4.20 Unité de voisinage

Présentation et sommaire

L’unité de voisinage est un regroupement d’unités d’évaluation situées dans un même environnement et présentant des caractéristiques homogènes. Délimitée par l’évaluateur municipal dans le processus de confection d’un rôle d’évaluation, chaque unité de voisinage constitue un bassin d’analyse et de comparaison permettant d’évaluer, avec les mêmes paramètres, plusieurs propriétés ayant des traits communs.

D’abord exigée en 1977 comme un découpage territorial à intégrer à la matrice graphique, l’unité de voisinage devient aussi prescrite, à compter de 1984, comme base de classement et d’analyse des données du marché.

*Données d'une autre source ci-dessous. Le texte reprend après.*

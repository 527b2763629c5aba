//! Conversion of raw script-side JSON into typed results.
//!
//! The script side is loosely typed: key casing drifts between SDK versions and
//! shapes occasionally change. Keys are matched without regard to case or `_`/`-`
//! separators, for the envelopes as well as for the fields of user document types.
//! Anything unreadable turns into a failure result instead of an error.

mod auth;
mod case;
mod document;
mod error;

use std::sync::LazyLock;

use serde::{Deserialize, Deserializer};
use serde_json::Value;

use crate::logger::Logger;

pub(crate) static LOGGER: LazyLock<Logger> =
    LazyLock::new(|| Logger::new("@firebase-bridge/marshal"));

#[doc(inline)]
pub use auth::{parse_auth_result, parse_user, try_parse_auth_result, try_parse_user};

#[doc(inline)]
pub use case::{keys_match, loose_key, CaseInsensitive};

#[doc(inline)]
pub use document::{decode_snapshot, parse_store_result, try_parse_store_result};

#[doc(inline)]
pub use error::MarshalError;

/// Accepts timestamps the SDK reports either as strings or as numbers.
pub fn lenient_string<'de, D>(deserializer: D) -> Result<Option<String>, D::Error>
where
    D: Deserializer<'de>,
{
    Ok(match Option::<Value>::deserialize(deserializer)? {
        None | Some(Value::Null) => None,
        Some(Value::String(text)) => Some(text),
        Some(other) => Some(other.to_string()),
    })
}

Plus amplement documentées au Manuel d’évaluation foncière du Québec depuis 1994, les données relatives à l’établissement et à la description des unités de voisinage forment désormais un fichier permanent que l’évaluateur municipal doit maintenir à jour.

Raison d’être de l’unité de voisinage en évaluation municipale

La confection d’un rôle d’évaluation foncière consiste à évaluer simultanément l’ensemble des propriétés situées sur le territoire d’une municipalité. Ce processus comporte un grand nombre d’opérations concernant des immeubles de catégories variées, souvent dispersés sur un territoire d’inégale désirabilité.

Pour résoudre cette difficulté particulière à l’évaluation foncière dite « de masse »[1], il est rationnel de découper le territoire municipal visé, en regroupant les propriétés en ensembles géographiques homogènes, appelés « unités de voisinage ». Chaque unité de voisinage constitue un sous-ensemble, caractérisé par les traits communs des immeubles qui s’y trouvent. Cette façon de faire simplifie le travail d’analyse, de comparaison et d’application des paramètres établis pour déterminer les évaluations à inscrire au rôle.

Prescrit par la réglementation et compris au processus décrit au Manuel d’évaluation foncière du Québec (MEFQ), le fichier descriptif des unités de voisinage est un fichier permanent dont les données sont continuellement tenues à jour pour tenir compte des changements physiques, économiques ou politiques qui influencent les inscriptions au rôle pendant toute sa durée (trois ans), ainsi qu’entre les rôles successifs.

Premiers outils de regroupement par secteur d’influence

Prenant origine sous le Régime britannique, les dispositions législatives régissant les pratiques québécoises d’évaluation foncière municipale sont transposées, à compter de 1871, dans le Code municipal et dans la Loi des cités et villes, ainsi que dans les chartes particulières à certaines villes. Pendant environ 100 ans, ces dispositions sont appliquées individuellement par chaque municipalité[2] et, bien que souvent modifiées, elles ne font pas mention des techniques de regroupement à utiliser par les estimateurs[3] municipaux.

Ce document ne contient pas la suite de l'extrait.